* [Requirement]:
Answer with a number only: how many lines of the entries below contain the word "BTreeMap"?

* [Record set]:
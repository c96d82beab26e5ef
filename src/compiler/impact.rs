//! Impact metadata assembly.
//!
//! Each action declares its impact up front: the primary entity it
//! mutates, static side effects, and cache-invalidation hints. At run
//! time the generated function also accumulates cascade rows for the
//! entities its steps actually touched. This module emits the composite
//! types shared by every generated function and the per-action block
//! that assembles the metadata into `v_result.extra_metadata`.
//!
//! Assembly is a pure function of its inputs. Compiling the same impact
//! twice yields byte-identical output.

use std::collections::BTreeMap;

use crate::ast::{ActionImpact, CacheInvalidation, EntityDefinition, EntityImpact};
use crate::compiler::context::{CompileContext, RowKey};
use crate::registry::GenerationSession;
use crate::sql;

/// DDL for the shared metadata composite types, emitted once per
/// [`GenerationSession`].
pub const METADATA_TYPES_DDL: &str = "\
CREATE SCHEMA IF NOT EXISTS mutation_metadata;

CREATE TYPE mutation_metadata.entity_impact AS (
    entity TEXT,
    operation TEXT,
    schema_name TEXT,
    fields TEXT[],
    entity_id TEXT
);

CREATE TYPE mutation_metadata.cache_invalidation AS (
    query_name TEXT,
    filter JSONB,
    strategy TEXT,
    reason TEXT
);

CREATE TYPE mutation_metadata.mutation_impact_metadata AS (
    primary_entity mutation_metadata.entity_impact,
    actual_side_effects mutation_metadata.entity_impact[],
    cache_invalidations mutation_metadata.cache_invalidation[],
    cascade_updated mutation_metadata.entity_impact[],
    cascade_deleted mutation_metadata.entity_impact[]
);
";

/// Emit the shared metadata types if this session has not yet done so.
pub fn emit_metadata_types(session: &mut GenerationSession) -> Option<&'static str> {
    session
        .mark_emitted("mutation_metadata_types")
        .then_some(METADATA_TYPES_DDL)
}

/// Compiles an action's declared impact into metadata assembly SQL.
pub struct ImpactCompiler<'a> {
    entities: &'a BTreeMap<String, EntityDefinition>,
}

impl<'a> ImpactCompiler<'a> {
    pub fn new(entities: &'a BTreeMap<String, EntityDefinition>) -> Self {
        Self { entities }
    }

    /// Add the metadata declarations for an action that carries an impact
    /// and turn on cascade tracking for its mutation steps.
    pub fn declare(&self, ctx: &mut CompileContext, impact: Option<&ActionImpact>) {
        if impact.is_none() {
            return;
        }
        ctx.declare("v_meta", "mutation_metadata.mutation_impact_metadata");
        ctx.declare(
            "v_cascade_updated",
            "mutation_metadata.entity_impact[] := '{}'",
        );
        ctx.declare(
            "v_cascade_deleted",
            "mutation_metadata.entity_impact[] := '{}'",
        );
        ctx.track_cascades = true;
    }

    /// The metadata-assembly block that runs after all steps succeeded.
    pub fn compile(
        &self,
        ctx: &CompileContext,
        impact: Option<&ActionImpact>,
        primary: &EntityDefinition,
    ) -> String {
        let Some(impact) = impact else {
            return "v_result.extra_metadata := '{}'::jsonb;\n".to_string();
        };

        let mut block = String::new();
        block.push_str(&format!(
            "v_meta.primary_entity := {};\n",
            self.entity_row(ctx, &impact.primary, primary),
        ));

        if !impact.side_effects.is_empty() {
            let rows = impact
                .side_effects
                .iter()
                .map(|effect| format!("    {}", self.entity_row(ctx, effect, primary)))
                .collect::<Vec<_>>()
                .join(",\n");
            block.push_str(&format!(
                "v_meta.actual_side_effects := ARRAY[\n{rows}\n];\n"
            ));
        }

        if !impact.cache_invalidations.is_empty() {
            let rows = impact
                .cache_invalidations
                .iter()
                .map(|inv| format!("    {}", invalidation_row(inv)))
                .collect::<Vec<_>>()
                .join(",\n");
            block.push_str(&format!(
                "v_meta.cache_invalidations := ARRAY[\n{rows}\n];\n"
            ));
        }

        if ctx.is_declared("v_cascade_updated") {
            block.push_str("v_meta.cascade_updated := v_cascade_updated;\n");
            block.push_str("v_meta.cascade_deleted := v_cascade_deleted;\n");
        }

        let mut json_args = vec!["'_meta', to_jsonb(v_meta)".to_string()];
        for effect in &impact.side_effects {
            if let Some(collection) = &effect.collection {
                if let Some(subquery) = self.collection_query(ctx, effect, primary) {
                    json_args.push(format!("{}, {subquery}", sql::quote_literal(collection)));
                }
            }
        }
        block.push_str(&format!(
            "v_result.extra_metadata := jsonb_build_object({});\n",
            json_args.join(", "),
        ));
        block
    }

    /// `ROW(entity, operation, schema, fields, id)::mutation_metadata.entity_impact`
    fn entity_row(
        &self,
        ctx: &CompileContext,
        impact: &EntityImpact,
        primary: &EntityDefinition,
    ) -> String {
        let schema = self
            .entities
            .get(&impact.entity)
            .map(|e| e.schema.clone())
            .unwrap_or_else(|| primary.schema.clone());
        let id_var = format!("v_{}_id", impact.entity.to_lowercase());
        let id_expr = if ctx.is_declared(&id_var) {
            format!("{id_var}::TEXT")
        } else {
            "NULL".to_string()
        };
        format!(
            "ROW({entity}, '{operation}', {schema}, {fields}, {id_expr})::mutation_metadata.entity_impact",
            entity = sql::quote_literal(&impact.entity),
            operation = impact.operation,
            schema = sql::quote_literal(&schema),
            fields = sql::text_array(&impact.fields),
        )
    }

    /// Aggregate the side-effect rows linked to the primary row into a
    /// JSONB array, for impacts that name an output collection.
    fn collection_query(
        &self,
        ctx: &CompileContext,
        effect: &EntityImpact,
        primary: &EntityDefinition,
    ) -> Option<String> {
        let side = self.entities.get(&effect.entity)?;
        let pk_var = CompileContext::pk_variable(primary);
        let binding = ctx.binding(&pk_var)?;
        let key_expr = match binding.key {
            RowKey::InternalPk => pk_var,
            // Fresh inserts hold the external UUID; join through it.
            RowKey::ExternalId => format!(
                "(SELECT {pk} FROM {table} WHERE id = {pk_var})",
                pk = primary.pk_column(),
                table = primary.qualified_table(),
            ),
        };
        Some(format!(
            "(SELECT COALESCE(jsonb_agg(to_jsonb(t)), '[]'::jsonb) FROM {table} t WHERE t.fk_{primary_lower} = {key_expr})",
            table = side.qualified_table(),
            primary_lower = primary.lower_name(),
        ))
    }
}

fn invalidation_row(invalidation: &CacheInvalidation) -> String {
    let filter = match &invalidation.filter {
        Some(value) => format!("{}::jsonb", sql::quote_literal(&value.to_string())),
        None => "NULL".to_string(),
    };
    format!(
        "ROW({query}, {filter}, '{strategy}', {reason})::mutation_metadata.cache_invalidation",
        query = sql::quote_literal(&invalidation.query),
        strategy = invalidation.strategy,
        reason = sql::quote_literal(&invalidation.reason),
    )
}

#[cfg(test)]
mod tests {
    use super::*;
    use crate::ast::{FieldDefinition, ImpactOperation, InvalidationStrategy};

    fn entities() -> BTreeMap<String, EntityDefinition> {
        let mut map = BTreeMap::new();
        map.insert(
            "Contact".to_string(),
            EntityDefinition::new("Contact", "crm", vec![FieldDefinition::basic("status", "text")]),
        );
        map.insert(
            "Notification".to_string(),
            EntityDefinition::new(
                "Notification",
                "crm",
                vec![FieldDefinition::basic("body", "text")],
            ),
        );
        map
    }

    fn resolved_ctx(entities: &BTreeMap<String, EntityDefinition>) -> CompileContext {
        let mut ctx = CompileContext::new();
        let contact = entities.get("Contact").unwrap();
        let var = CompileContext::pk_variable(contact);
        ctx.declare(&var, "INTEGER");
        ctx.bind_row_variable(&var, contact, RowKey::InternalPk);
        ctx
    }

    fn sample_impact() -> ActionImpact {
        let mut impact = ActionImpact::new(
            EntityImpact::new("Contact", ImpactOperation::Update)
                .with_fields(&["status", "updated_at"]),
        );
        impact.side_effects.push(
            EntityImpact::new("Notification", ImpactOperation::Create)
                .with_collection("createdNotifications"),
        );
        impact.cache_invalidations.push(CacheInvalidation {
            query: "contacts_list".to_string(),
            filter: None,
            strategy: InvalidationStrategy::Refetch,
            reason: "Contact status changed".to_string(),
        });
        impact
    }

    #[test]
    fn no_impact_yields_empty_metadata() {
        let entities = entities();
        let compiler = ImpactCompiler::new(&entities);
        let ctx = CompileContext::new();
        let contact = entities.get("Contact").unwrap();
        assert_eq!(
            compiler.compile(&ctx, None, contact),
            "v_result.extra_metadata := '{}'::jsonb;\n"
        );
    }

    #[test]
    fn primary_row_carries_operation_and_fields() {
        let entities = entities();
        let compiler = ImpactCompiler::new(&entities);
        let mut ctx = resolved_ctx(&entities);
        let contact = entities.get("Contact").unwrap();
        let impact = sample_impact();
        compiler.declare(&mut ctx, Some(&impact));

        let block = compiler.compile(&ctx, Some(&impact), contact);
        assert!(block.contains(
            "v_meta.primary_entity := ROW('Contact', 'UPDATE', 'crm', ARRAY['status', 'updated_at'], v_contact_id::TEXT)::mutation_metadata.entity_impact;"
        ));
        assert!(block.contains("ROW('contacts_list', NULL, 'REFETCH', 'Contact status changed')::mutation_metadata.cache_invalidation"));
        assert!(block.contains("v_meta.cascade_updated := v_cascade_updated;"));
    }

    #[test]
    fn named_collections_are_projected() {
        let entities = entities();
        let compiler = ImpactCompiler::new(&entities);
        let mut ctx = resolved_ctx(&entities);
        let contact = entities.get("Contact").unwrap();
        let impact = sample_impact();
        compiler.declare(&mut ctx, Some(&impact));

        let block = compiler.compile(&ctx, Some(&impact), contact);
        assert!(block.contains("'createdNotifications', (SELECT COALESCE(jsonb_agg(to_jsonb(t)), '[]'::jsonb) FROM crm.tb_notification t WHERE t.fk_contact = v_contact_id)"));
    }

    #[test]
    fn assembly_is_deterministic() {
        let entities = entities();
        let compiler = ImpactCompiler::new(&entities);
        let mut ctx = resolved_ctx(&entities);
        let contact = entities.get("Contact").unwrap();
        let impact = sample_impact();
        compiler.declare(&mut ctx, Some(&impact));

        let first = compiler.compile(&ctx, Some(&impact), contact);
        let second = compiler.compile(&ctx, Some(&impact), contact);
        assert_eq!(first, second);
    }

    #[test]
    fn metadata_types_emit_once_per_session() {
        let mut session = GenerationSession::new();
        assert!(emit_metadata_types(&mut session).is_some());
        assert!(emit_metadata_types(&mut session).is_none());
    }
}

* [Exercise result]:
6